[Stored data entries]
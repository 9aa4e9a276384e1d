//! Shared domain types.
//!
//! These types are intentionally kept lightweight and serializable so they can be:
//!
//! - scored in-memory by the engine
//! - read from / written to JSON profiles and CSV cohorts
//! - compared by value (every result is a pure function of its inputs)
//!
//! Every clinical field is an `Option`: `None` means *unknown*, which is not the
//! same as *normal*. Absent values serialize as `null`, never as `0`.

use std::path::PathBuf;

use clap::ValueEnum;
use serde::{Deserialize, Serialize};

/// Biological sex used for table stratification.
///
/// `Other` has no dedicated coefficients; models evaluate it as the mean of the
/// male and female results.
#[derive(Debug, Clone, Copy, PartialEq, Eq, Hash, Serialize, Deserialize, ValueEnum)]
#[serde(rename_all = "snake_case")]
pub enum Gender {
    Male,
    Female,
    Other,
}

impl Gender {
    pub fn display_name(self) -> &'static str {
        match self {
            Gender::Male => "male",
            Gender::Female => "female",
            Gender::Other => "other",
        }
    }
}

/// Race classification used by the Pooled Cohort Equations.
#[derive(Debug, Clone, Copy, PartialEq, Eq, Hash, Serialize, Deserialize, ValueEnum)]
#[serde(rename_all = "snake_case")]
pub enum Race {
    White,
    AfricanAmerican,
    Other,
}

impl Race {
    pub fn display_name(self) -> &'static str {
        match self {
            Race::White => "white",
            Race::AfricanAmerican => "african_american",
            Race::Other => "other",
        }
    }
}

/// A person's cardiovascular risk factors.
///
/// Units: lipids in mg/dL, blood pressure in mmHg, height in cm, weight in kg.
/// `country` is an ISO 3166-1 alpha-2 code and may be empty.
#[derive(Debug, Clone, Default, PartialEq, Serialize, Deserialize)]
#[serde(default)]
pub struct RisksFactors {
    pub age: Option<i32>,
    pub cholesterol: Option<f32>,
    pub cholesterol_hdl: Option<f32>,
    pub sbp: Option<f32>,
    pub is_smoker: Option<bool>,
    pub hypertension_treatment: Option<bool>,
    pub has_diabetes: Option<bool>,
    pub body_height: Option<f32>,
    pub body_weight: Option<f32>,
    pub gender: Option<Gender>,
    pub country: String,
    pub race: Option<Race>,
}

/// Lower/upper clamps applied to height and weight before computing BMI.
const HEIGHT_RANGE_CM: (f64, f64) = (50.0, 250.0);
const WEIGHT_RANGE_KG: (f64, f64) = (20.0, 300.0);

impl RisksFactors {
    /// Factor set with only the demographic fields filled in.
    pub fn demographic(age: i32, gender: Gender, country: impl Into<String>, race: Option<Race>) -> Self {
        Self {
            age: Some(age),
            gender: Some(gender),
            country: country.into(),
            race,
            ..Self::default()
        }
    }

    pub fn with_age(&self, age: i32) -> Self {
        Self {
            age: Some(age),
            ..self.clone()
        }
    }

    pub fn with_cholesterol(&self, cholesterol: f32) -> Self {
        Self {
            cholesterol: Some(cholesterol),
            ..self.clone()
        }
    }

    pub fn with_cholesterol_hdl(&self, hdl: f32) -> Self {
        Self {
            cholesterol_hdl: Some(hdl),
            ..self.clone()
        }
    }

    pub fn with_sbp(&self, sbp: f32) -> Self {
        Self {
            sbp: Some(sbp),
            ..self.clone()
        }
    }

    pub fn with_body(&self, height_cm: f32, weight_kg: f32) -> Self {
        Self {
            body_height: Some(height_cm),
            body_weight: Some(weight_kg),
            ..self.clone()
        }
    }

    /// Total cholesterol in mg/dL, if present and finite.
    pub fn cholesterol_mg_dl(&self) -> Option<f64> {
        finite(self.cholesterol)
    }

    /// HDL cholesterol in mg/dL, if present and finite.
    pub fn hdl_mg_dl(&self) -> Option<f64> {
        finite(self.cholesterol_hdl)
    }

    /// Systolic blood pressure in mmHg, if present and finite.
    pub fn sbp_mmhg(&self) -> Option<f64> {
        finite(self.sbp)
    }

    /// Body-mass index (kg/m²), if both height and weight are known.
    ///
    /// Height and weight are clamped to plausible ranges first so that a zero
    /// or negative input can never yield an infinite index.
    pub fn bmi(&self) -> Option<f64> {
        let height_cm = finite(self.body_height)?.clamp(HEIGHT_RANGE_CM.0, HEIGHT_RANGE_CM.1);
        let weight_kg = finite(self.body_weight)?.clamp(WEIGHT_RANGE_KG.0, WEIGHT_RANGE_KG.1);
        let height_m = height_cm / 100.0;
        Some(weight_kg / (height_m * height_m))
    }
}

fn finite(value: Option<f32>) -> Option<f64> {
    value.map(f64::from).filter(|v| v.is_finite())
}

/// Integer point score per factor (Framingham-style).
#[derive(Debug, Clone, Copy, Default, PartialEq, Eq, Serialize, Deserialize)]
pub struct RisksFactorsScores {
    pub age_score: Option<i32>,
    pub sbp_score: Option<i32>,
    pub smoking_score: Option<i32>,
    pub diabetes_score: Option<i32>,
    pub bmi_score: Option<i32>,
    pub cholesterol_score: Option<i32>,
    pub cholesterol_hdl_score: Option<i32>,
    pub total_score: Option<i32>,
}

/// 10-year risk of hard or fatal cardiovascular events.
#[derive(Debug, Clone, Copy, Default, PartialEq, Serialize, Deserialize)]
pub struct HardAndFatalEventsRisks {
    /// Fatal coronary event (Euro-SCORE).
    pub coronary_death_event_risk: Option<f32>,
    /// Fatal non-coronary cardiovascular event, chiefly stroke (Euro-SCORE).
    pub fatal_stroke_event_risk: Option<f32>,
    /// Union of the two fatal components.
    pub total_cv_mortality_risk: Option<f32>,
    /// Coronary death, myocardial infarction or stroke (Pooled Cohort Equations).
    pub hard_cv_event_risk: Option<f32>,
}

/// 10-year risk of atherosclerotic cardiovascular disease (Framingham).
#[derive(Debug, Clone, Copy, Default, PartialEq, Serialize, Deserialize)]
pub struct CVDiseasesRisks {
    pub overall_risk: Option<f32>,
    pub coronary_heart_disease_risk: Option<f32>,
    pub stroke_risk: Option<f32>,
    pub heart_failure_risk: Option<f32>,
    pub peripheral_vascular_disease_risk: Option<f32>,
}

/// Everything the engine computes for one factor set.
#[derive(Debug, Clone, Copy, Default, PartialEq, Serialize, Deserialize)]
pub struct HealthRisks {
    pub hard_and_fatal_events: HardAndFatalEventsRisks,
    pub cv_diseases: CVDiseasesRisks,
    pub vascular_age: Option<i32>,
    pub scores: RisksFactorsScores,
}

/// An identified factor set (one row of a cohort).
#[derive(Debug, Clone, PartialEq, Serialize, Deserialize)]
pub struct Subject {
    pub id: String,
    pub factors: RisksFactors,
}

/// Scoring output for one subject of a cohort.
#[derive(Debug, Clone, PartialEq, Serialize, Deserialize)]
pub struct SubjectRisks {
    pub id: String,
    pub risks: HealthRisks,
    pub envelope: Option<RiskEnvelope>,
}

/// A single subject's risks plus the envelope over unknown factors.
#[derive(Debug, Clone, Copy, PartialEq, Serialize, Deserialize)]
pub struct RiskEnvelope {
    pub minimal: HealthRisks,
    pub actual: HealthRisks,
    pub maximal: HealthRisks,
}

/// A saved assessment report (JSON).
#[derive(Debug, Clone, Serialize, Deserialize)]
pub struct ReportFile {
    pub tool: String,
    pub generated_at: chrono::DateTime<chrono::Utc>,
    pub factors: RisksFactors,
    pub risks: HealthRisks,
    pub minimal: Option<HealthRisks>,
    pub maximal: Option<HealthRisks>,
}

/// Configuration for a single-subject assessment.
///
/// This is derived from CLI flags (plus defaults).
#[derive(Debug, Clone)]
pub struct AssessConfig {
    pub factors: RisksFactors,
    pub include_bounds: bool,
    pub plot: bool,
    pub plot_width: usize,
    pub plot_height: usize,
    pub export_json: Option<PathBuf>,
}

/// Configuration for scoring a CSV cohort.
#[derive(Debug, Clone)]
pub struct BatchConfig {
    pub csv_path: PathBuf,
    pub include_bounds: bool,
    pub export_results: Option<PathBuf>,
    /// Print at most this many rows to the terminal.
    pub top_n: usize,
}

/// Configuration for synthetic cohort generation.
#[derive(Debug, Clone)]
pub struct SampleConfig {
    pub sample_count: usize,
    pub sample_seed: u64,
    pub age_min: i32,
    pub age_max: i32,
    /// Probability that any single optional clinical field is left absent.
    pub missing_rate: f64,
    pub country: String,
    pub output: Option<PathBuf>,
}

#[cfg(test)]
mod tests {
    use super::*;

    #[test]
    fn bmi_requires_both_height_and_weight() {
        let f = RisksFactors {
            body_height: Some(175.0),
            ..RisksFactors::default()
        };
        assert_eq!(f.bmi(), None);

        let f = f.with_body(175.0, 80.0);
        let bmi = f.bmi().unwrap();
        assert!((bmi - 26.122).abs() < 1e-3, "bmi={bmi}");
    }

    #[test]
    fn bmi_is_finite_for_zero_height() {
        let f = RisksFactors::default().with_body(0.0, 70.0);
        let bmi = f.bmi().unwrap();
        assert!(bmi.is_finite());
    }

    #[test]
    fn non_finite_inputs_read_as_absent() {
        let f = RisksFactors {
            sbp: Some(f32::NAN),
            cholesterol: Some(f32::INFINITY),
            ..RisksFactors::default()
        };
        assert_eq!(f.sbp_mmhg(), None);
        assert_eq!(f.cholesterol_mg_dl(), None);
    }

    #[test]
    fn with_methods_leave_source_untouched() {
        let base = RisksFactors::demographic(50, Gender::Female, "FR", None);
        let older = base.with_age(60);
        assert_eq!(base.age, Some(50));
        assert_eq!(older.age, Some(60));
        assert_eq!(older.country, "FR");
    }

    #[test]
    fn absent_fields_serialize_as_null() {
        let json = serde_json::to_value(RisksFactorsScores::default()).unwrap();
        assert!(json["total_score"].is_null());

        let f: RisksFactors = serde_json::from_str(r#"{"age": 40, "gender": "female"}"#).unwrap();
        assert_eq!(f.age, Some(40));
        assert_eq!(f.gender, Some(Gender::Female));
        assert_eq!(f.sbp, None);
        assert_eq!(f.country, "");
    }
}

Exercise brief = Reproduce exactly the lines from the beginning of the entries above up to and including the line that contains "Pooled Cohort Equations.".

Task output =
repository 9aa4e9a276384e1d
//! Shared domain types.
//!
//! These types are intentionally kept lightweight and serializable so they can be:
//!
//! - scored in-memory by the engine
//! - read from / written to JSON profiles and CSV cohorts
//! - compared by value (every result is a pure function of its inputs)
//!
//! Every clinical field is an `Option`: `None` means *unknown*, which is not the
//! same as *normal*. Absent values serialize as `null`, never as `0`.

use std::path::PathBuf;

use clap::ValueEnum;
use serde::{Deserialize, Serialize};

/// Biological sex used for table stratification.
///
/// `Other` has no dedicated coefficients; models evaluate it as the mean of the
/// male and female results.
#[derive(Debug, Clone, Copy, PartialEq, Eq, Hash, Serialize, Deserialize, ValueEnum)]
#[serde(rename_all = "snake_case")]
pub enum Gender {
    Male,
    Female,
    Other,
}

impl Gender {
    pub fn display_name(self) -> &'static str {
        match self {
            Gender::Male => "male",
            Gender::Female => "female",
            Gender::Other => "other",
        }
    }
}

/// Race classification used by the Pooled Cohort Equations.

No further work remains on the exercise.